Mr. A was a 24-year-old man with severe anorexia nervosa who had no improvement after 10 hospitalizations in programs for the treatment of eating disorders and the efforts of a number of psychopharmacologists. He had had many types of pharmacologic intervention, and when I first saw him, he was taking 40 mg/day of fluoxetine because his anorexia nervosa was complicated by severe obsessive-compulsive neurosis. However, I saw no depressive affect in Mr. A. On the contrary, the most recent dream he could recall was that he was in bed with a "very pretty girl." That did not sound like a depressive dream to me but, rather, a dream that indicated a euphoric mood. His appearance at consultation was also euphoric. There was no sexual activity in the dream; he had never experienced any sexual contact with a partner. However, he was very close to his mother, who was very sympathetic and indulgent, in contrast to his father, who was harsh and critical.
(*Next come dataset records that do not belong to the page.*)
use actix::Addr;
use actix_web::{web, App, HttpResponse, HttpServer, Responder};
use prometheus::{Encoder, Registry, TextEncoder};

use crate::health::{GetSystemHealth, HealthMonitorActor, HealthStatus};

/// Serves `/metrics` (Prometheus text format) and `/health` (JSON).
pub async fn start_metrics_server(
    registry: Registry,
    health: Addr<HealthMonitorActor>,
    port: u16,
) -> std::io::Result<()> {
    tracing::info!("📊 Starting metrics server on http://0.0.0.0:{}/metrics", port);

    HttpServer::new(move || {
        App::new()
            .app_data(web::Data::new(registry.clone()))
            .app_data(web::Data::new(health.clone()))
            .route("/metrics", web::get().to(metrics_handler))
            .route("/health", web::get().to(health_handler))
    })
    .bind(("0.0.0.0", port))?
    .run()
    .await
}

async fn metrics_handler(registry: web::Data<Registry>) -> impl Responder {
    let encoder = TextEncoder::new();
    let metric_families = registry.gather();

    let mut buffer = Vec::new();
    if let Err(e) = encoder.encode(&metric_families, &mut buffer) {
        tracing::error!(error = %e, "Failed to encode metrics");
        return HttpResponse::InternalServerError().body(e.to_string());
    }

    HttpResponse::Ok()
        .content_type("text/plain; version=0.0.4")
        .body(buffer)
}

async fn health_handler(health: web::Data<Addr<HealthMonitorActor>>) -> impl Responder {
    match health.send(GetSystemHealth).await {
        Ok(report) => {
            let unhealthy = matches!(report.overall_status, HealthStatus::Unhealthy(_));
            let body = serde_json::json!({
                "service": "orders-producer",
                "health": report,
            });
            if unhealthy {
                HttpResponse::ServiceUnavailable().json(body)
            } else {
                HttpResponse::Ok().json(body)
            }
        }
        Err(e) => {
            tracing::error!(error = %e, "Health monitor unreachable");
            HttpResponse::ServiceUnavailable().json(serde_json::json!({
                "service": "orders-producer",
                "error": e.to_string(),
            }))
        }
    }
}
I reasoned that the anorexia nervosa might have been a self-destructive effort to counteract his "up" mood in the same way that self-defeating behavior on the part of patients with mania can be seen as a corrective attempt and often interpreted as punishment. Accordingly, I prescribed olanzapine, 10 mg/day, primarily as a depressive drug, although I was obviously taking advantage of its propensity for increasing Mr. A’s appetite. Within 3 days, for the first time in years, Mr. A began eating eagerly and with appetite. I gradually increased his dose of olanzapine to 20 mg/day, wondering whether I might not be pressing too hard. However, Mr. A came in delighted with his change in status and reported his weight gain to me daily.
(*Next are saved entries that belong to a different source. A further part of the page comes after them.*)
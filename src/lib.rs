pub mod config;
pub mod domain;
pub mod health;
pub mod messaging;
pub mod metrics;
pub mod redelivery;
pub mod store;
pub mod utils;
We had been discussing Mr. A’s difficulty in finding appropriate women to date. One day he reported having a dream in which he was with two girls who told him that they heard him "farting," that he was "shitty," and that "they would not have anything to do" with him. He started to weep as he described the dream. Clearly, this was a change in affect and indicated a switch in mood to the depressive side, which I had anticipated. I reduced his dose of olanzapine to 15 mg/day and added 15/mg day of mirtazapine. He then recovered completely.
Thus, the dream can be used advantageously by psychopharmacologists. However, from a theoretical point of view, we may infer also that the dream primarily expresses affect directly and probably selects content from the store of memories associated with that affect. What Freud called "dream work" creates a story line of sorts that integrates the images and processes of the dream. It does not do nearly as well as waking consciousness does, but it does integrate the affects, images, and processes admitted to our waking consciousness.